→ **To do**
Return only the stretch of the material below that begins with the line containing "filename crates/ludus-engine/src/worker.rs" and ends with the line containing "its requested deadline", exactly; both of those lines belong to it.

* * * *

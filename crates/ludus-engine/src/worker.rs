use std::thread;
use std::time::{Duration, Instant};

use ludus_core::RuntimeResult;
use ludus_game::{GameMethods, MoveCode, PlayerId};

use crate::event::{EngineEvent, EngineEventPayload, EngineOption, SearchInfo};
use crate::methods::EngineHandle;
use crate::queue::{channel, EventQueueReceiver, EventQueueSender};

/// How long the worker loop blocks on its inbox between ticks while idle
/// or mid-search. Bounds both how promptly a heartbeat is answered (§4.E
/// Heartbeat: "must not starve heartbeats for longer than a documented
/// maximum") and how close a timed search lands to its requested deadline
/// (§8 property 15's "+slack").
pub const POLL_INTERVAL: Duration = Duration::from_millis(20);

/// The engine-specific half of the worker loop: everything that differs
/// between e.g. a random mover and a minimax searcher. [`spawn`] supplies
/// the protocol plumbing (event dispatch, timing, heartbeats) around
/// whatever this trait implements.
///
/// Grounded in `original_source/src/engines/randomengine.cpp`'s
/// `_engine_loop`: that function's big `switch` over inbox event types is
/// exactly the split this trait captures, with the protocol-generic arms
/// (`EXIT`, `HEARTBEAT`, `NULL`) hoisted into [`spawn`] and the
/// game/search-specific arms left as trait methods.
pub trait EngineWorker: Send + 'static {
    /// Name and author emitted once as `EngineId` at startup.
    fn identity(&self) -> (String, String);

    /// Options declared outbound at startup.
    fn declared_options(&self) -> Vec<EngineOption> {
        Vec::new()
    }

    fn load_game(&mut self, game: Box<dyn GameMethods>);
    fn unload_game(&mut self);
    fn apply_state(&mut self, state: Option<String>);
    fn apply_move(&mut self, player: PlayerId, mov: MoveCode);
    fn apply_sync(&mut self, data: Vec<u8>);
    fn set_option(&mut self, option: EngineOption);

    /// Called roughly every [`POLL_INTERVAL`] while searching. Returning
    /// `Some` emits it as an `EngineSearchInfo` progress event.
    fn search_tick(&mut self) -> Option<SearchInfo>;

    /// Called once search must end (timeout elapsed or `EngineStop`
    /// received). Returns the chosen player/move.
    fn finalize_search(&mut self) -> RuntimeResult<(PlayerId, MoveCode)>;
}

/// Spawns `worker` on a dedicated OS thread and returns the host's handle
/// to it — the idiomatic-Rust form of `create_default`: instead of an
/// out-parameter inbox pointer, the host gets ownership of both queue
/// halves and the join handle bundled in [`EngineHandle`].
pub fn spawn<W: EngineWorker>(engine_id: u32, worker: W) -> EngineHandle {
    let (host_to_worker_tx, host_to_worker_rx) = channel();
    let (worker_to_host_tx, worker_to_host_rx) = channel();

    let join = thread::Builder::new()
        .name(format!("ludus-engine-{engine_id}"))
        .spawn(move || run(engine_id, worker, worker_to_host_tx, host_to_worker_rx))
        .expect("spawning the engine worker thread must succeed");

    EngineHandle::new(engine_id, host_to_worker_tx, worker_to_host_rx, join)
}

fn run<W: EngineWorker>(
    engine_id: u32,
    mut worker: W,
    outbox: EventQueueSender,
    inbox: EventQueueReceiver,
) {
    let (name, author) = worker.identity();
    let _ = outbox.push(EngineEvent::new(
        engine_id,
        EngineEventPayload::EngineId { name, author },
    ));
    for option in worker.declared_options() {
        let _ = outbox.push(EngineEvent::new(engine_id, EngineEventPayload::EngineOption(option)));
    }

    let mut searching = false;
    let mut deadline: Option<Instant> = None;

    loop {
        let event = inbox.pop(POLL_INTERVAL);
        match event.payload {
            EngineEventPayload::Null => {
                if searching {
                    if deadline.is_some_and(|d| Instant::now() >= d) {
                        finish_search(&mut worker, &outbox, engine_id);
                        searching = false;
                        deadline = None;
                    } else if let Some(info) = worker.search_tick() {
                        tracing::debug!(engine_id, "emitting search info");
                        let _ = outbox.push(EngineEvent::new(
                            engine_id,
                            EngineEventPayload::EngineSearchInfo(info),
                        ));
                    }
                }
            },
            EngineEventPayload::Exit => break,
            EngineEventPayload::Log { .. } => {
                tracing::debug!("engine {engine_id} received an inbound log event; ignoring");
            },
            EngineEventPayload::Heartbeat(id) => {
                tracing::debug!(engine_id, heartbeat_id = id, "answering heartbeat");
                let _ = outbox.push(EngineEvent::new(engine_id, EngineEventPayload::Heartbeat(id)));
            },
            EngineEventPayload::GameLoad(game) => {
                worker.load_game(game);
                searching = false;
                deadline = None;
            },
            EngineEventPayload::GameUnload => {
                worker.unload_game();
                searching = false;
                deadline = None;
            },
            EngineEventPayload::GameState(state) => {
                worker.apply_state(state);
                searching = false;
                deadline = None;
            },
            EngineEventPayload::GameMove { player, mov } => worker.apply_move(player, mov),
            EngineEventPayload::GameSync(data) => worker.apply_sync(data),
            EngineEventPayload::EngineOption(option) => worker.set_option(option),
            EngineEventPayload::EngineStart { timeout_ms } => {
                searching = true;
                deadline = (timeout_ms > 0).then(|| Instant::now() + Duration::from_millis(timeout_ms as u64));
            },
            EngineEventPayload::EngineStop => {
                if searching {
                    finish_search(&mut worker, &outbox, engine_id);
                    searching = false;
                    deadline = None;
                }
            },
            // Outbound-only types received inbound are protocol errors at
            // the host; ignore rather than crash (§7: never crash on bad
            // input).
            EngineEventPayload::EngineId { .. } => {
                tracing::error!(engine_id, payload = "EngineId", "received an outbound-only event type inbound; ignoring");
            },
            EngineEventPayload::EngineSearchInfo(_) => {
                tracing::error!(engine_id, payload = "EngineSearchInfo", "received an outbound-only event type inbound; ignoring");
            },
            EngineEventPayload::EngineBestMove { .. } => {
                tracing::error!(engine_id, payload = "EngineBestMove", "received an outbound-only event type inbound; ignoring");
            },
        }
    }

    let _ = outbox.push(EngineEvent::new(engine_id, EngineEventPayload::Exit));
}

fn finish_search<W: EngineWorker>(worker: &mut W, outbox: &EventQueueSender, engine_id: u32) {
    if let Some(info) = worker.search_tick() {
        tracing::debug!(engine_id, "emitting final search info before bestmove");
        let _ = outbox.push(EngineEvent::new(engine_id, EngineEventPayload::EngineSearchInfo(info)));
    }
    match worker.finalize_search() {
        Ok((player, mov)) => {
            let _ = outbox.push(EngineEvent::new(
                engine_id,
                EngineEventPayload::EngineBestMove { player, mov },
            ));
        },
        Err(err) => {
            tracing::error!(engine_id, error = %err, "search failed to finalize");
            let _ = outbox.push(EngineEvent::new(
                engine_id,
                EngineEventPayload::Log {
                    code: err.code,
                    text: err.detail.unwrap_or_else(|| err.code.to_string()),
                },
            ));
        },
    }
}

* * * *

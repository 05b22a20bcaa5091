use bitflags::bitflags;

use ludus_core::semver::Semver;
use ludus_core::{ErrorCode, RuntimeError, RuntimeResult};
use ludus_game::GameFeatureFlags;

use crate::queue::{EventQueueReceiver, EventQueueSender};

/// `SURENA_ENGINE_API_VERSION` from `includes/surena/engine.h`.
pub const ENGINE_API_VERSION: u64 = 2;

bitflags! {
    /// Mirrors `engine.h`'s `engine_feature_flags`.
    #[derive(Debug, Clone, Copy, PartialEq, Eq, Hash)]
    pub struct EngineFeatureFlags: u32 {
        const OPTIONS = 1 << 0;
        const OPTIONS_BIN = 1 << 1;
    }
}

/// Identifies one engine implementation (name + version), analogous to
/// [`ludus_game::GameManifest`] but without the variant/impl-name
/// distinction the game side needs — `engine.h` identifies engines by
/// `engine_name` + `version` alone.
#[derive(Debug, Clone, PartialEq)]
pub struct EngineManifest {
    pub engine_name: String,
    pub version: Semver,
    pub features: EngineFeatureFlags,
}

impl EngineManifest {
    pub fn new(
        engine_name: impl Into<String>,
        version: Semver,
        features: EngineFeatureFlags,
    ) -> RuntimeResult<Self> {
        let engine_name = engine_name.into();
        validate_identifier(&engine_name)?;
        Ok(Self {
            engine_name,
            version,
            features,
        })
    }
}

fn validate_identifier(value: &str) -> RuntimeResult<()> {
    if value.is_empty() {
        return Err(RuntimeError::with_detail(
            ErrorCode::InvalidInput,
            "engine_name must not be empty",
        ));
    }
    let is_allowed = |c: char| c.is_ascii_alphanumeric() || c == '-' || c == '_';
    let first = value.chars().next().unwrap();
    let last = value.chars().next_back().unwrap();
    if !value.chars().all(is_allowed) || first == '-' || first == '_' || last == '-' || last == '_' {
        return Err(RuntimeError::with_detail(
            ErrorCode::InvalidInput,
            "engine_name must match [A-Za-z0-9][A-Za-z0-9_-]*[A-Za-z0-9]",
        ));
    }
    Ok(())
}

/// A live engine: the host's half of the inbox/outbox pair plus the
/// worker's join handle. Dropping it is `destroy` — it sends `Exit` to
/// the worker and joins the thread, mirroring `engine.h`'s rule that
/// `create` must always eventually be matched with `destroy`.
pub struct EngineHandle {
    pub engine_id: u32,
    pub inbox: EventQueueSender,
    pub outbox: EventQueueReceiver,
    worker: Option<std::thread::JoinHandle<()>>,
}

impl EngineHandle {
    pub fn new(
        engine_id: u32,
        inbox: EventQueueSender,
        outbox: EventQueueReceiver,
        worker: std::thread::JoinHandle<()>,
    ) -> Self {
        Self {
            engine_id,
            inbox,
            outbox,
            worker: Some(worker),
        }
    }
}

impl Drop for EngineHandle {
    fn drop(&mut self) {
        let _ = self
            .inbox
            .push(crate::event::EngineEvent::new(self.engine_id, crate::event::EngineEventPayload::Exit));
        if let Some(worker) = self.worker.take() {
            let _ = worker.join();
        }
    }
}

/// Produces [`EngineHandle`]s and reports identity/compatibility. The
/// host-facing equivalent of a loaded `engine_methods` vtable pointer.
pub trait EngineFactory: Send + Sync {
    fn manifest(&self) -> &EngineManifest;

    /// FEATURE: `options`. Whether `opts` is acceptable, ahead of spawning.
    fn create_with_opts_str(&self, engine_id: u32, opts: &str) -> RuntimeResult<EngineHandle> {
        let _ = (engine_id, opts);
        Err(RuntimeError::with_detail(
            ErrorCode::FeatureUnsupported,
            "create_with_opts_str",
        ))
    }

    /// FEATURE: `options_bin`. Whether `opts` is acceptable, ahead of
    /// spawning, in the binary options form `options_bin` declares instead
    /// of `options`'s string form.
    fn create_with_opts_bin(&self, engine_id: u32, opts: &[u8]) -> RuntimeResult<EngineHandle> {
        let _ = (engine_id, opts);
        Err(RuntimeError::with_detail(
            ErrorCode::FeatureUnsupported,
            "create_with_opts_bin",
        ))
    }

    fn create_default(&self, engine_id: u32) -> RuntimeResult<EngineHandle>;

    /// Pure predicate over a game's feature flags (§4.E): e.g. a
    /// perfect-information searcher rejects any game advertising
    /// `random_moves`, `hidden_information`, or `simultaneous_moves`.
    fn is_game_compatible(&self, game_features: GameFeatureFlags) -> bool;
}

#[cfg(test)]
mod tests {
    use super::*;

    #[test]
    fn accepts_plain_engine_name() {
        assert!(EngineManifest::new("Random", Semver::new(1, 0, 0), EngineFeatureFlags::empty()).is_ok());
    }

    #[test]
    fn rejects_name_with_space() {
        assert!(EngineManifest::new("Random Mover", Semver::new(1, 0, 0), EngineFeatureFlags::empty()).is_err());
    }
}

* * * *

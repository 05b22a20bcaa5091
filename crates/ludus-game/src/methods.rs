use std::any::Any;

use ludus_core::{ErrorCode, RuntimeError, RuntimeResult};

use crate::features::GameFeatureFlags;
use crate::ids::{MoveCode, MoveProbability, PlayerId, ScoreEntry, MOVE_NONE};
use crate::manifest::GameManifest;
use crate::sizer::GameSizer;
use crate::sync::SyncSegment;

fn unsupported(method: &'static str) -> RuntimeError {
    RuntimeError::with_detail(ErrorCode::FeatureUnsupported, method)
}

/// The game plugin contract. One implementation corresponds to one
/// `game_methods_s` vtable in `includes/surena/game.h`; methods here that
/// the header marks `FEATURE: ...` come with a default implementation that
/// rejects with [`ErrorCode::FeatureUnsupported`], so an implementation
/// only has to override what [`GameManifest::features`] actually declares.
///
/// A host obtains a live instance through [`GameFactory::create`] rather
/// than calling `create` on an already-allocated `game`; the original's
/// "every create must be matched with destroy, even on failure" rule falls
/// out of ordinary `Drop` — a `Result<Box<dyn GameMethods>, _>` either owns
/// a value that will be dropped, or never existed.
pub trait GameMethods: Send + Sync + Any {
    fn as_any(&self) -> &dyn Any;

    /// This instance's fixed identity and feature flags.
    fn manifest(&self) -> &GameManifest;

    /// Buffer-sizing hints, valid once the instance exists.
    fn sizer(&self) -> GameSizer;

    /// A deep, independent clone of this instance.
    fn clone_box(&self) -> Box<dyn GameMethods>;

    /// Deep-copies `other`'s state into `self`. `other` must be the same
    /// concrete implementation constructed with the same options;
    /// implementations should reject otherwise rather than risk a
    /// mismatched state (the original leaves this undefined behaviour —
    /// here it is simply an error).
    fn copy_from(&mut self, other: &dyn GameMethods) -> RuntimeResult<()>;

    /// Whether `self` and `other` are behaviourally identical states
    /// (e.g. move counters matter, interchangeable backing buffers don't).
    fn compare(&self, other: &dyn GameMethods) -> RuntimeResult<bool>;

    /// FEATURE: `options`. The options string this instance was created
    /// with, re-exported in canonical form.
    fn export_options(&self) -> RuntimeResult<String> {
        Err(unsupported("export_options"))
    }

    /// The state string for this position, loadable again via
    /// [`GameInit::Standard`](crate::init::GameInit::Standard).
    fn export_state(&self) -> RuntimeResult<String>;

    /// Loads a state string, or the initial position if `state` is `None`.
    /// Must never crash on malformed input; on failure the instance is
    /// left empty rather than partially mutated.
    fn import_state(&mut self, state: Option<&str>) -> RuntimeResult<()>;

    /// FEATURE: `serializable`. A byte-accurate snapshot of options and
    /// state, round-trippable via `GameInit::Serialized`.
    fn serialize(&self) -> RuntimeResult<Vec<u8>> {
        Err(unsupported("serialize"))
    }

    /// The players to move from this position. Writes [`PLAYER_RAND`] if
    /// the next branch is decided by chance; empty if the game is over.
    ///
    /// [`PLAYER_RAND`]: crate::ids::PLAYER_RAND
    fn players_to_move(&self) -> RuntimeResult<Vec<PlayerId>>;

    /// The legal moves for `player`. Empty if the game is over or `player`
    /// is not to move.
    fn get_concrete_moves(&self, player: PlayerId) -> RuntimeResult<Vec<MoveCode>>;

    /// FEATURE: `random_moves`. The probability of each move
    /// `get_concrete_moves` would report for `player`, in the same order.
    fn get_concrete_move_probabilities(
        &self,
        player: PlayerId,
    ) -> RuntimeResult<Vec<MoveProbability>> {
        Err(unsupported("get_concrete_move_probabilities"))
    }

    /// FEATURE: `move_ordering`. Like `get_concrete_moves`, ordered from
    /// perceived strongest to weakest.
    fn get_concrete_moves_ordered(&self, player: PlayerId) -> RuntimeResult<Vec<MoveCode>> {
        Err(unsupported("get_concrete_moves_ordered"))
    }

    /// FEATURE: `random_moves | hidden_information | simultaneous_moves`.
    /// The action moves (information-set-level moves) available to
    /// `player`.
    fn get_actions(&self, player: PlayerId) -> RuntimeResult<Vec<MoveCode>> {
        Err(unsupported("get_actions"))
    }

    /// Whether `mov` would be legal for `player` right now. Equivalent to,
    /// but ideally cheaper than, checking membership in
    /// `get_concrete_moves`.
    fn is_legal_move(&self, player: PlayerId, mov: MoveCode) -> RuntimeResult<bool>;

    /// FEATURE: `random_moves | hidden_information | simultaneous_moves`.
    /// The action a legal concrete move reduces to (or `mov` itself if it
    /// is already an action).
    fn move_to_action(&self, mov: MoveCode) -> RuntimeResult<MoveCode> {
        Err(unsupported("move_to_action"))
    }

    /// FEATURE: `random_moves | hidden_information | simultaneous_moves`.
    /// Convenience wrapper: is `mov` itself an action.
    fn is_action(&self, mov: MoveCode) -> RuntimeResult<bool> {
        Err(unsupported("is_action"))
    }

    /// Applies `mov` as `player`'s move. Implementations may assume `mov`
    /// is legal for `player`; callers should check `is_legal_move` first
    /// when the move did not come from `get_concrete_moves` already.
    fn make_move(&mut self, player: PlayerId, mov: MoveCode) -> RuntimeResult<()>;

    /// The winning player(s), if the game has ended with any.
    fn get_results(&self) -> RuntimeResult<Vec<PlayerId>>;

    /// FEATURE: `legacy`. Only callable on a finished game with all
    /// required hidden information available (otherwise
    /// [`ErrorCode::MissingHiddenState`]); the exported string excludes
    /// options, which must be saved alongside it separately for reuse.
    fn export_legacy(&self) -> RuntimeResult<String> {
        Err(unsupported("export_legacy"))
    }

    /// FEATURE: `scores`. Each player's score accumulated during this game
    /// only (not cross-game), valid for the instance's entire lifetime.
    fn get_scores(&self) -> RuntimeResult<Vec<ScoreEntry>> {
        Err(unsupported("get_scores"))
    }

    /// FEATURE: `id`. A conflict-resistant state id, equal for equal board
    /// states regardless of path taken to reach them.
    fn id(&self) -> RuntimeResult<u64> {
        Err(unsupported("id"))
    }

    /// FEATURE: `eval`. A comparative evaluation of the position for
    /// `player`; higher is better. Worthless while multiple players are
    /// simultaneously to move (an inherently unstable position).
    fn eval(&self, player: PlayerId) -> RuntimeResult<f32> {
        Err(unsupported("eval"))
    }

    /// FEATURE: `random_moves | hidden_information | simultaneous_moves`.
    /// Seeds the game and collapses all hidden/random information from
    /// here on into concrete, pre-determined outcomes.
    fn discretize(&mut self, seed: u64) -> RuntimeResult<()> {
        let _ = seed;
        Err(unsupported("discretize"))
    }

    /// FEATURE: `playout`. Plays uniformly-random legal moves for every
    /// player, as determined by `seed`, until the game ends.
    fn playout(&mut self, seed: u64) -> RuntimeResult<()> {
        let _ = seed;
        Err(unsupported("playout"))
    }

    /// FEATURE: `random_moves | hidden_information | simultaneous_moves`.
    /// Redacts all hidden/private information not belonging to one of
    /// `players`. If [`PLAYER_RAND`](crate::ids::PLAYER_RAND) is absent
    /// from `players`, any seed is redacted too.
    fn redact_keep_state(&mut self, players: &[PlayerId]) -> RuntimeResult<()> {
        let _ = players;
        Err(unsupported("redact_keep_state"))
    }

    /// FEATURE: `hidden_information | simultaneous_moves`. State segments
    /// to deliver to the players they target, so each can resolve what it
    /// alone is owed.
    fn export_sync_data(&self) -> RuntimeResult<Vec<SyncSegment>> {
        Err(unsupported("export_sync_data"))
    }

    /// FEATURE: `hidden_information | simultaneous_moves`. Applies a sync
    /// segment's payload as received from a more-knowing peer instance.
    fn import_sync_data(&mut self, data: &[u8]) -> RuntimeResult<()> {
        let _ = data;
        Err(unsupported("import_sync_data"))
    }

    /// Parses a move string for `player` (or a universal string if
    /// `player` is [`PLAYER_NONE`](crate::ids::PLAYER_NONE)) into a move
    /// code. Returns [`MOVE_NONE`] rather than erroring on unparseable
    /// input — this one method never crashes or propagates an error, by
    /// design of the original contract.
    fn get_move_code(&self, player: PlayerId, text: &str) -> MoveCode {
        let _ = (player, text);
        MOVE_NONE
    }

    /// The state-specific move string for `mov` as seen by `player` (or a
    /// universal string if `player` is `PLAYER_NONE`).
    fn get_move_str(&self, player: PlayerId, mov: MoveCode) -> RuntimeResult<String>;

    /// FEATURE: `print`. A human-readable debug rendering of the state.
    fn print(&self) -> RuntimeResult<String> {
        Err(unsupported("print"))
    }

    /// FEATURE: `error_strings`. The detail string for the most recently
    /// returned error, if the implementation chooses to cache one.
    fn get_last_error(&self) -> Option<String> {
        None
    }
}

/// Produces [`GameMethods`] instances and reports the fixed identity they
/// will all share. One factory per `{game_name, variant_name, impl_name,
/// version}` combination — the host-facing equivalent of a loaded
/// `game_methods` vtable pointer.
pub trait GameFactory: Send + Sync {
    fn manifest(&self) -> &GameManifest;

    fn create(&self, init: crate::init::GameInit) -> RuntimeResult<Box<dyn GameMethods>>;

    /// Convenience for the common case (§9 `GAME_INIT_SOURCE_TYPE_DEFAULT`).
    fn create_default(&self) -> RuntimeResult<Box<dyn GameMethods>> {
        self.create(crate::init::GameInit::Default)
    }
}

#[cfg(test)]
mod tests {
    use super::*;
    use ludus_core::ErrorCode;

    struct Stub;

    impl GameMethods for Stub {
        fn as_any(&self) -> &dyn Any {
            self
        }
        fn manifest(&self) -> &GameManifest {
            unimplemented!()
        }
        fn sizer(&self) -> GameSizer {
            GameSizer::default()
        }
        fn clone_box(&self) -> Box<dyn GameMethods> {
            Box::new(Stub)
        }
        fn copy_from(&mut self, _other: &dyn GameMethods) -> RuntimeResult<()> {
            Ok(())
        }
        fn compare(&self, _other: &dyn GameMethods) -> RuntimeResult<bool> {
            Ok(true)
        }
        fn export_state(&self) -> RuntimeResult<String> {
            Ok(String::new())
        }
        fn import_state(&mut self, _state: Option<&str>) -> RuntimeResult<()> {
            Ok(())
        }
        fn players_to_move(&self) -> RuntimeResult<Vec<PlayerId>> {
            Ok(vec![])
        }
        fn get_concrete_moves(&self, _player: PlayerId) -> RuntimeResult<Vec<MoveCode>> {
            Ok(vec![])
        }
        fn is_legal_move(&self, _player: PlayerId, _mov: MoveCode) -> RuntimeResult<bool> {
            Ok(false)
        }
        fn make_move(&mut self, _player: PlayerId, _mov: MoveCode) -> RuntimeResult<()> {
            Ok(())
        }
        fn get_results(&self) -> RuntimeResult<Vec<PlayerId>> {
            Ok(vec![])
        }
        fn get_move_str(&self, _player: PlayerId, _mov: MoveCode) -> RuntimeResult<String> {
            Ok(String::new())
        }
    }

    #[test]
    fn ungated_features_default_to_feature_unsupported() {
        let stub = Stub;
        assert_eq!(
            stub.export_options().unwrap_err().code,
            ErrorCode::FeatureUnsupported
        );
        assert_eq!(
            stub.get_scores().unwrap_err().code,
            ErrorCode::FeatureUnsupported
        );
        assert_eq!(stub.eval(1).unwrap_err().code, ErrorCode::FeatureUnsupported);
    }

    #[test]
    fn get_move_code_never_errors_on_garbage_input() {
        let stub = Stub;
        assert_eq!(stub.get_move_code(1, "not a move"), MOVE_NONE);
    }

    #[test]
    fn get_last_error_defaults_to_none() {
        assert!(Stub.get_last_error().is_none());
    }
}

* * * *

→ **Response for this exercise**
filename crates/ludus-engine/src/worker.rs
use std::thread;
use std::time::{Duration, Instant};

use ludus_core::RuntimeResult;
use ludus_game::{GameMethods, MoveCode, PlayerId};

use crate::event::{EngineEvent, EngineEventPayload, EngineOption, SearchInfo};
use crate::methods::EngineHandle;
use crate::queue::{channel, EventQueueReceiver, EventQueueSender};

/// How long the worker loop blocks on its inbox between ticks while idle
/// or mid-search. Bounds both how promptly a heartbeat is answered (§4.E
/// Heartbeat: "must not starve heartbeats for longer than a documented
/// maximum") and how close a timed search lands to its requested deadline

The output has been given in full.